Astrophysicists from Germany and North America have revealed plans for the world’s largest neutrino telescope to be built on the seabed off the coast of Canada. The Pacific Ocean Neutrino Experiment (P-ONE) aims to capture extremely high-energy neutrinos produced by severe events outside our galaxy.
Neutrino telescopes study the Cerenkov radiation released when neutrinos travelling through the Earth connect with atomic nuclei on rare occasions, producing fast-moving secondary particles. Neutrinos may pierce gas and dust as they travel through the universe because they are uncharged and extremely inert, allowing astronomers to pinpoint the extremely energetic processes that generate them in theory. Photons from such occurrences, on the other hand, are absorbed as they travel.
We’re about to open up neutrino astronomy, says Elisa Resconi
IceCube, the world’s largest neutrino telescope, is made up of dozens of photomultiplier tubes dangling in holes bored deep into the ice near the South Pole. IceCube, which has a volume of 1 km3, made history in 2013 when it announced that it had intercepted the first extragalactic neutrinos. It then recorded an event four years later that, according to contemporaneous gamma-ray observations, could be linked to a very distant, brilliant galactic core known as a blazar.

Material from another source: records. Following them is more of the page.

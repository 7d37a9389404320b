//! Synthetic monthly price series seeded from a resolved catalog entry.
//!
//! Every point, whether generated here or supplied by a generative backend,
//! passes through [`clamp_to_band`] before it leaves this module.

use chrono::{Datelike, Months, NaiveDate};
use rand::Rng;
use serde::{Deserialize, Serialize};

use crate::domain::product::CatalogEntry;

pub const HISTORY_MONTHS: usize = 12;
pub const FORECAST_MONTHS: usize = 6;

const MONTH_LABEL_FORMAT: &str = "%b %Y";

#[derive(Clone, Copy, Debug, PartialEq, Serialize, Deserialize)]
pub struct SynthesisSettings {
    /// Absolute first-to-last change (percent) below which a series is stable.
    pub stable_threshold_pct: f64,
    /// Pull of each step back toward the reference price, in `[0, 1]`.
    pub mean_reversion: f64,
}

impl Default for SynthesisSettings {
    fn default() -> Self {
        Self { stable_threshold_pct: 2.0, mean_reversion: 0.2 }
    }
}

#[derive(Clone, Debug, PartialEq, Eq, Serialize, Deserialize)]
pub struct PricePoint {
    pub month: String,
    pub price: i64,
}

#[derive(Clone, Copy, Debug, PartialEq, Eq, Serialize, Deserialize)]
#[serde(rename_all = "snake_case")]
pub enum Trend {
    Increasing,
    Decreasing,
    Stable,
}

impl Trend {
    pub fn as_str(&self) -> &'static str {
        match self {
            Self::Increasing => "increasing",
            Self::Decreasing => "decreasing",
            Self::Stable => "stable",
        }
    }
}

#[derive(Clone, Debug, PartialEq, Serialize, Deserialize)]
pub struct PriceSeries {
    pub history: Vec<PricePoint>,
    pub forecast: Vec<PricePoint>,
    pub trend: Trend,
    pub percent_change: f64,
}

impl PriceSeries {
    /// The latest historical point.
    pub fn current_price(&self) -> i64 {
        self.history.last().map(|point| point.price).unwrap_or_default()
    }
}

#[derive(Clone, Debug, Default)]
pub struct SeriesSynthesizer {
    settings: SynthesisSettings,
}

impl SeriesSynthesizer {
    pub fn new(settings: SynthesisSettings) -> Self {
        Self { settings }
    }

    pub fn settings(&self) -> &SynthesisSettings {
        &self.settings
    }

    /// Random walk around the reference price: twelve months ending at
    /// `anchor`, then six forecast months.
    pub fn synthesize<R: Rng>(
        &self,
        entry: &CatalogEntry,
        anchor: NaiveDate,
        rng: &mut R,
    ) -> PriceSeries {
        let reference = entry.reference_price as f64;
        let spread = reference * entry.variation;
        let step = spread / 3.0;
        let reversion = self.settings.mean_reversion.clamp(0.0, 1.0);

        let mut current = reference + rng.gen_range(-0.5..=0.5) * spread;
        let mut prices = Vec::with_capacity(HISTORY_MONTHS + FORECAST_MONTHS);
        for _ in 0..HISTORY_MONTHS + FORECAST_MONTHS {
            let clamped = clamp_to_band(entry, current);
            prices.push(clamped);
            let previous = clamped as f64;
            current = previous + (reference - previous) * reversion + rng.gen_range(-step..=step);
        }

        let forecast = prices.split_off(HISTORY_MONTHS);
        self.assemble(anchor, prices, forecast)
    }

    /// Forces externally supplied prices into the contract: exact lengths,
    /// finite values, every point inside the entry's band, and month labels
    /// recomputed from `anchor`. Missing points are filled from a local walk.
    pub fn normalize<R: Rng>(
        &self,
        entry: &CatalogEntry,
        anchor: NaiveDate,
        history: &[f64],
        forecast: &[f64],
        rng: &mut R,
    ) -> PriceSeries {
        let fallback = self.synthesize(entry, anchor, rng);

        let overlay = |supplied: &[f64], local: &[PricePoint]| -> Vec<i64> {
            local
                .iter()
                .enumerate()
                .map(|(index, point)| match supplied.get(index) {
                    Some(price) if price.is_finite() => clamp_to_band(entry, *price),
                    _ => point.price,
                })
                .collect()
        };

        let history = overlay(history, &fallback.history);
        let forecast = overlay(forecast, &fallback.forecast);
        self.assemble(anchor, history, forecast)
    }

    fn assemble(&self, anchor: NaiveDate, history: Vec<i64>, forecast: Vec<i64>) -> PriceSeries {
        let (history_labels, forecast_labels) = month_labels(anchor);
        let (trend, percent_change) = classify_trend(&history, self.settings.stable_threshold_pct);

        PriceSeries {
            history: label(history_labels, history),
            forecast: label(forecast_labels, forecast),
            trend,
            percent_change,
        }
    }
}

/// Rounds to whole INR and clamps into the entry's band. Non-finite input
/// collapses to the reference price.
pub fn clamp_to_band(entry: &CatalogEntry, price: f64) -> i64 {
    let band = entry.band();
    if !price.is_finite() {
        return band.clamp(entry.reference_price);
    }

    let rounded = price.round();
    if rounded <= band.low as f64 {
        band.low
    } else if rounded >= band.high as f64 {
        band.high
    } else {
        rounded as i64
    }
}

/// Trend from the first and last history points, with the percent change
/// rounded to one decimal place.
pub fn classify_trend(history: &[i64], stable_threshold_pct: f64) -> (Trend, f64) {
    let (Some(first), Some(last)) = (history.first(), history.last()) else {
        return (Trend::Stable, 0.0);
    };
    if *first <= 0 {
        return (Trend::Stable, 0.0);
    }

    let change = (*last - *first) as f64 / *first as f64 * 100.0;
    let percent_change = (change * 10.0).round() / 10.0;

    let trend = if percent_change.abs() < stable_threshold_pct {
        Trend::Stable
    } else if percent_change > 0.0 {
        Trend::Increasing
    } else {
        Trend::Decreasing
    };

    (trend, percent_change)
}

/// History labels for the twelve months ending at `anchor`, oldest first,
/// and forecast labels for the six months after it.
pub fn month_labels(anchor: NaiveDate) -> (Vec<String>, Vec<String>) {
    let anchor = anchor.with_day(1).unwrap_or(anchor);
    let shift = |offset: i64| {
        let month = if offset < 0 {
            anchor.checked_sub_months(Months::new(offset.unsigned_abs() as u32))
        } else {
            anchor.checked_add_months(Months::new(offset as u32))
        };
        month.unwrap_or(anchor).format(MONTH_LABEL_FORMAT).to_string()
    };

    let oldest = 1 - HISTORY_MONTHS as i64;
    let history = (oldest..=0).map(&shift).collect();
    let forecast = (1..=FORECAST_MONTHS as i64).map(shift).collect();
    (history, forecast)
}

fn label(labels: Vec<String>, prices: Vec<i64>) -> Vec<PricePoint> {
    labels.into_iter().zip(prices).map(|(month, price)| PricePoint { month, price }).collect()
}

#[cfg(test)]
mod tests {
    use chrono::NaiveDate;
    use rand::rngs::StdRng;
    use rand::SeedableRng;

    use super::{
        clamp_to_band, classify_trend, month_labels, SeriesSynthesizer, Trend, FORECAST_MONTHS,
        HISTORY_MONTHS,
    };
    use crate::domain::product::{CatalogEntry, CatalogKey};

    fn entry(reference_price: i64, variation: f64) -> CatalogEntry {
        CatalogEntry {
            key: CatalogKey("royal enfield classic 350".to_string()),
            reference_price,
            variation,
            image_url: "https://example.test/bike.png".to_string(),
            brand: Some("Royal Enfield".to_string()),
        }
    }

    fn anchor() -> NaiveDate {
        NaiveDate::from_ymd_opt(2025, 6, 15).expect("valid date")
    }

    #[test]
    fn synthesized_series_has_fixed_lengths() {
        let mut rng = StdRng::seed_from_u64(7);
        let series = SeriesSynthesizer::default().synthesize(&entry(193_000, 0.04), anchor(), &mut rng);

        assert_eq!(series.history.len(), HISTORY_MONTHS);
        assert_eq!(series.forecast.len(), FORECAST_MONTHS);
        assert_eq!(series.current_price(), series.history[11].price);
    }

    #[test]
    fn every_point_stays_inside_variation_band() {
        let synthesizer = SeriesSynthesizer::default();

        for (reference_price, variation) in [(28, 0.05), (193_000, 0.04), (5_000, 0.10), (350, 1.0)] {
            let item = entry(reference_price, variation);
            let low = reference_price as f64 * (1.0 - variation);
            let high = reference_price as f64 * (1.0 + variation);

            for seed in 0..50 {
                let mut rng = StdRng::seed_from_u64(seed);
                let series = synthesizer.synthesize(&item, anchor(), &mut rng);
                for point in series.history.iter().chain(series.forecast.iter()) {
                    let price = point.price as f64;
                    assert!(price >= low && price <= high, "{price} outside [{low}, {high}]");
                }
            }
        }
    }

    #[test]
    fn same_seed_reproduces_series() {
        let synthesizer = SeriesSynthesizer::default();
        let item = entry(5_000, 0.1);

        let first = synthesizer.synthesize(&item, anchor(), &mut StdRng::seed_from_u64(42));
        let second = synthesizer.synthesize(&item, anchor(), &mut StdRng::seed_from_u64(42));

        assert_eq!(first, second);
    }

    #[test]
    fn month_labels_end_at_anchor_and_continue_forward() {
        let (history, forecast) = month_labels(anchor());

        assert_eq!(history.first().map(String::as_str), Some("Jul 2024"));
        assert_eq!(history.last().map(String::as_str), Some("Jun 2025"));
        assert_eq!(forecast.first().map(String::as_str), Some("Jul 2025"));
        assert_eq!(forecast.last().map(String::as_str), Some("Dec 2025"));
    }

    #[test]
    fn clamp_pulls_outliers_into_band() {
        let item = entry(1_000, 0.1);

        assert_eq!(clamp_to_band(&item, 5_000.0), 1_100);
        assert_eq!(clamp_to_band(&item, -3.0), 900);
        assert_eq!(clamp_to_band(&item, 1_049.6), 1_050);
        assert_eq!(clamp_to_band(&item, f64::NAN), 1_000);
    }

    #[test]
    fn normalize_clamps_pads_and_truncates_supplied_prices() {
        let item = entry(1_000, 0.1);
        let supplied_history = vec![2_000.0, 950.0, f64::INFINITY];
        let supplied_forecast = vec![500.0; FORECAST_MONTHS + 4];
        let mut rng = StdRng::seed_from_u64(3);

        let series = SeriesSynthesizer::default().normalize(
            &item,
            anchor(),
            &supplied_history,
            &supplied_forecast,
            &mut rng,
        );

        assert_eq!(series.history.len(), HISTORY_MONTHS);
        assert_eq!(series.forecast.len(), FORECAST_MONTHS);
        assert_eq!(series.history[0].price, 1_100);
        assert_eq!(series.history[1].price, 950);
        assert!(item.band().contains(series.history[2].price));
        assert!(series.forecast.iter().all(|point| point.price == 900));
        assert_eq!(series.history[0].month, "Jul 2024");
    }

    #[test]
    fn trend_classification_uses_first_and_last_points() {
        assert_eq!(classify_trend(&[1_000, 1_200, 1_050], 2.0), (Trend::Increasing, 5.0));
        assert_eq!(classify_trend(&[1_000, 900, 950], 2.0), (Trend::Decreasing, -5.0));
        assert_eq!(classify_trend(&[1_000, 1_300, 1_010], 2.0), (Trend::Stable, 1.0));
        assert_eq!(classify_trend(&[], 2.0), (Trend::Stable, 0.0));
    }
}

IceCube’s 2017 result, according to P-ONE director Elisa Resconi of the University of Munich, is strictly speaking simply “evidence” for the blazar source. She claims that to truly claim a finding and determine the origin of other cosmic neutrinos, further neutrino observatories as well as the extension of IceCube are required. “We are on the edge of opening up neutrino astronomy,” she continues, “but if we rely on just one telescope, this process might take years, if not decades.”
We’re going underwater
P-ONE will be made up of seven groups of ten detector strings, with a total volume of around 3 km3. Because it is larger than IceCube, it will detect fewer, higher-energy neutrinos and will be most sensitive at a few tens of teraelectronvolts rather than a few thousand. It will also observe a different portion of the sky, catching neutrinos primarily from the southern rather than the northern hemisphere. According to Resconi, there will be some overlap between the two, allowing for independent observations of the same occurrence.
The new facility will lie 200 kilometers off the coast of British Columbia, at a depth of around 2.6 kilometers in the Cascadia Basin. As a result, it will rely on pre-existing infrastructure, such as an 800-kilometer-long fiber-optic cable maintained by the University of Victoria’s Ocean Networks Canada, which provides power and transports data to and from existing sea-floor devices.
The P-ONE collaboration is planning to deploy a steel cable with additional detectors to investigate the site, including spectrometers, lidars, and a muon detector, after confirming that the site has the necessary optical properties by sending down two initial strings of light emitters and sensors in 2018. According to Resconi, the first element of the observatory, a ring including seven 1 km-long strings, will be installed around the end of 2023. If that goes well, the researchers will apply for the majority of the $50–100 million needed to finish the project, with personnel costs adding another $100 million.
By the end of the decade, Resconi hopes to have the entire observatory up and running and collecting data. This timeline, on the other hand, she defines as “extremely ambitious.” She argues that, in addition to the delays created by the current COVID-19 outbreak, it will be difficult to ensure that the detectors perform as intended, given the extreme pressures and presence of salt and sea critters that make the seabed such a harsh environment.
Indeed, scientists had intended to launch KM3NeT, a cubic-kilometer-scale neutrino observatory, on the Mediterranean Sea floor in 2014, but it was postponed until 2020. Only two of the 230 strings due to be installed off the coast of southern Italy have been installed so far, according to collaboration member Feifei Huang, while another site in French waters currently has six out of a planned 115 strings running – with completion not expected until 2026 and 2024, respectively.
Part of the problem with that project, according to Resconi, is a lack of professional people, with the physicists essentially doing everything themselves – their self-built junction boxes, which join cables on the sea floor, have failed, for example. She hopes that Ocean Networks Canada’s experience will prevent P-ONE from suffering a similar fate. She claims that her crew can “concentrate on the physics” with 30 or 40 individuals committed to laying cables in the ocean.